TRADITIONAL CAPITALISM:
You have two cows.
You sell one and buy a bull.
Your herd multiplies, and the economy grows.
You sell them and retire on the income.
ENRON VENTURE CAPITALISM:
You have two cows. You sell three of them to your publicly listed company, using letters of credit opened by your brother-in-law at the bank, then execute a debt/equity swap with an associated general offer so that you get all four cows back, with a tax exemption for five cows.
The milk rights of the six cows are transferred via an intermediary to a Cayman Island company secretly owned by the majority shareholder who sells the rights to all seven cows back to your listed company.
The annual report says the company owns eight cows, with an option on one more.
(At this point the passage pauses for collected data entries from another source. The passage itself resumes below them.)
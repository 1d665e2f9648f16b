//! Block-sparse matrices over the measurement graph.
//!
//! Builds the degree matrix D, the measurement matrix Q and the connection
//! Laplacian L = D - Q, each of size (d*N) x (d*N). All three are assembled
//! once per measurement set and read-only afterwards.

use std::collections::BTreeMap;

use faer::sparse::{SparseColMat, Triplet};
use nalgebra::{DMatrix, DVector};

use crate::error::{Result, ShonanError};
use crate::measurement::MeasurementSet;

/// Effective per-edge weights under the configured noise model.
///
/// With the noise model enabled, an edge uses its explicit weight when
/// present and 1/sigma^2 otherwise; disabled, every edge weighs 1.
pub fn edge_weights(set: &MeasurementSet, use_noise_model: bool, noise_sigma: f64) -> Vec<f64> {
    set.measurements()
        .iter()
        .map(|m| {
            if use_noise_model {
                m.weight
                    .unwrap_or_else(|| 1.0 / (noise_sigma * noise_sigma))
            } else {
                1.0
            }
        })
        .collect()
}

/// Sparse block-diagonal degree matrix D: for each edge (i, j) with weight
/// w, w*I_d is added to the diagonal blocks of both i and j.
pub fn build_d(set: &MeasurementSet, weights: &[f64]) -> Result<SparseColMat<usize, f64>> {
    let d = set.d();
    let mut acc = BTreeMap::new();
    for (m, &w) in set.measurements().iter().zip(weights) {
        let bi = set.index_of(m.i).expect("validated key") * d;
        let bj = set.index_of(m.j).expect("validated key") * d;
        for r in 0..d {
            *acc.entry((bi + r, bi + r)).or_insert(0.0) += w;
            *acc.entry((bj + r, bj + r)).or_insert(0.0) += w;
        }
    }
    from_accumulated(set.nr_poses() * d, acc)
}

/// Sparse measurement matrix Q: w*R_ij at block (i, j) and its transpose at
/// block (j, i). Diagonal blocks stay zero.
pub fn build_q(set: &MeasurementSet, weights: &[f64]) -> Result<SparseColMat<usize, f64>> {
    let d = set.d();
    let mut acc = BTreeMap::new();
    for (m, &w) in set.measurements().iter().zip(weights) {
        let bi = set.index_of(m.i).expect("validated key") * d;
        let bj = set.index_of(m.j).expect("validated key") * d;
        for r in 0..d {
            for c in 0..d {
                let v = w * m.rotation[(r, c)];
                *acc.entry((bi + r, bj + c)).or_insert(0.0) += v;
                *acc.entry((bj + c, bi + r)).or_insert(0.0) += v;
            }
        }
    }
    from_accumulated(set.nr_poses() * d, acc)
}

/// Connection Laplacian L = D - Q, assembled in one pass so the identity
/// holds exactly rather than up to two separate assemblies.
pub fn build_laplacian(set: &MeasurementSet, weights: &[f64]) -> Result<SparseColMat<usize, f64>> {
    let d = set.d();
    let mut acc = BTreeMap::new();
    for (m, &w) in set.measurements().iter().zip(weights) {
        let bi = set.index_of(m.i).expect("validated key") * d;
        let bj = set.index_of(m.j).expect("validated key") * d;
        for r in 0..d {
            *acc.entry((bi + r, bi + r)).or_insert(0.0) += w;
            *acc.entry((bj + r, bj + r)).or_insert(0.0) += w;
        }
        for r in 0..d {
            for c in 0..d {
                let v = w * m.rotation[(r, c)];
                *acc.entry((bi + r, bj + c)).or_insert(0.0) -= v;
                *acc.entry((bj + c, bi + r)).or_insert(0.0) -= v;
            }
        }
    }
    from_accumulated(set.nr_poses() * d, acc)
}

fn from_accumulated(
    n: usize,
    acc: BTreeMap<(usize, usize), f64>,
) -> Result<SparseColMat<usize, f64>> {
    let triplets: Vec<Triplet<usize, usize, f64>> = acc
        .into_iter()
        .map(|((r, c), v)| Triplet::new(r, c, v))
        .collect();
    SparseColMat::try_new_from_triplets(n, n, &triplets)
        .map_err(|e| ShonanError::Numerical(format!("sparse assembly failed: {e:?}")))
}

/// Sparse matrix-vector product y = A x.
pub(crate) fn spmv(a: &SparseColMat<usize, f64>, x: &DVector<f64>) -> DVector<f64> {
    let mut y = DVector::zeros(a.nrows());
    for t in a.triplet_iter() {
        y[t.row] += t.val * x[t.col];
    }
    y
}

/// Dense copy, for diagnostics and tests.
pub fn to_dense(a: &SparseColMat<usize, f64>) -> DMatrix<f64> {
    let mut m = DMatrix::zeros(a.nrows(), a.ncols());
    for t in a.triplet_iter() {
        m[(t.row, t.col)] += t.val;
    }
    m
}

#[cfg(test)]
mod tests {
    use super::*;
    use crate::measurement::{Key, RotationMeasurement};
    use approx::assert_relative_eq;
    use nalgebra::{DMatrix, Rotation3, Vector3};

    fn triangle_set() -> MeasurementSet {
        let rot = |ang: f64| {
            DMatrix::from_fn(3, 3, |r, c| {
                Rotation3::from_axis_angle(&Vector3::z_axis(), ang).matrix()[(r, c)]
            })
        };
        let poses = (0..3).map(|k| (Key(k), DMatrix::identity(3, 3))).collect();
        let measurements = vec![
            RotationMeasurement::new(Key(0), Key(1), rot(0.3)),
            RotationMeasurement::with_weight(Key(1), Key(2), rot(-0.2), 2.0),
            RotationMeasurement::new(Key(2), Key(0), rot(0.1)),
        ];
        MeasurementSet::new(3, poses, measurements).unwrap()
    }

    #[test]
    fn test_laplacian_is_d_minus_q() {
        let set = triangle_set();
        let weights = edge_weights(&set, true, 0.5);
        let d = to_dense(&build_d(&set, &weights).unwrap());
        let q = to_dense(&build_q(&set, &weights).unwrap());
        let l = to_dense(&build_laplacian(&set, &weights).unwrap());
        assert_relative_eq!(l, d - q, epsilon = 1e-12);
    }

    #[test]
    fn test_d_is_block_diagonal() {
        let set = triangle_set();
        let weights = edge_weights(&set, false, 0.0);
        let d = to_dense(&build_d(&set, &weights).unwrap());
        for r in 0..9 {
            for c in 0..9 {
                if r != c {
                    assert_eq!(d[(r, c)], 0.0);
                }
            }
        }
        // Each key touches two unit-weight edges.
        for k in 0..9 {
            assert_relative_eq!(d[(k, k)], 2.0, epsilon = 1e-12);
        }
    }

    #[test]
    fn test_q_symmetric_with_zero_diagonal_blocks() {
        let set = triangle_set();
        let weights = edge_weights(&set, false, 0.0);
        let q = to_dense(&build_q(&set, &weights).unwrap());
        assert_relative_eq!(q.transpose(), q.clone(), epsilon = 1e-12);
        for b in 0..3 {
            let block = q.view((3 * b, 3 * b), (3, 3)).into_owned();
            assert_relative_eq!(block, DMatrix::zeros(3, 3), epsilon = 1e-12);
        }
    }

    #[test]
    fn test_noise_model_weights() {
        let set = triangle_set();
        let weights = edge_weights(&set, true, 0.5);
        // Explicit weight wins; sigma fallback is 1/0.25 = 4.
        assert_relative_eq!(weights[0], 4.0, epsilon = 1e-12);
        assert_relative_eq!(weights[1], 2.0, epsilon = 1e-12);
        let disabled = edge_weights(&set, false, 0.5);
        assert!(disabled.iter().all(|&w| w == 1.0));
    }

    #[test]
    fn test_spmv_matches_dense() {
        let set = triangle_set();
        let weights = edge_weights(&set, false, 0.0);
        let l = build_laplacian(&set, &weights).unwrap();
        let dense = to_dense(&l);
        let x = DVector::from_fn(9, |k, _| (k as f64) - 4.0);
        assert_relative_eq!(spmv(&l, &x), dense * x.clone(), epsilon = 1e-12);
    }
}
Sell one cow to buy a new president of the United States, leaving you with nine cows. No balance sheet provided with the release.
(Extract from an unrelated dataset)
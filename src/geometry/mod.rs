//! Rotation-manifold primitives: runtime-dimension SO(n).

pub mod son;

pub use son::{tangent_pairs, SOn};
The public buys your bull.
AN AMERICAN CORPORATION
You have two cows. You sell one, and force the other to produce the milk of four cows. You are surprised when the cow drops dead.
A FRENCH CORPORATION
You have two cows. You go on strike because you want three cows.
A JAPANESE CORPORATION
You have two cows. You redesign them so they are one-tenth the size of an ordinary cow and produce twenty times
the milk.
You then create clever cow cartoon images called Cowkimon and market them World-Wide.
A GERMAN CORPORATION
You have two cows. You reengineer them so they live for 100 years, eat once a month, and milk themselves.
A BRITISH CORPORATION
You have two cows. Both are mad.
AN ITALIAN CORPORATION
You have two cows, but you don't know where they are. You break for lunch.
A RUSSIAN CORPORATION
You have two cows. You count them and learn you have five cows. You count them again and learn you have 42 cows. You count them again and learn you have 12 cows. You stop counting cows and open another bottle of vodka.
A SWISS CORPORATION
You have 5000 cows, none of which belong to you. You charge others for storing them.
A HINDU CORPORATION
You have two cows. You worship them.
A CHINESE CORPORATION
You have two cows. You have 300 people milking them. You claim full employment, high bovine productivity, and arrest the newsman who reported the numbers.
A WELSH CORPORATION
You have two cows. That one on the left is kinda cute.
Posted by Clare at 4:52 PM [+]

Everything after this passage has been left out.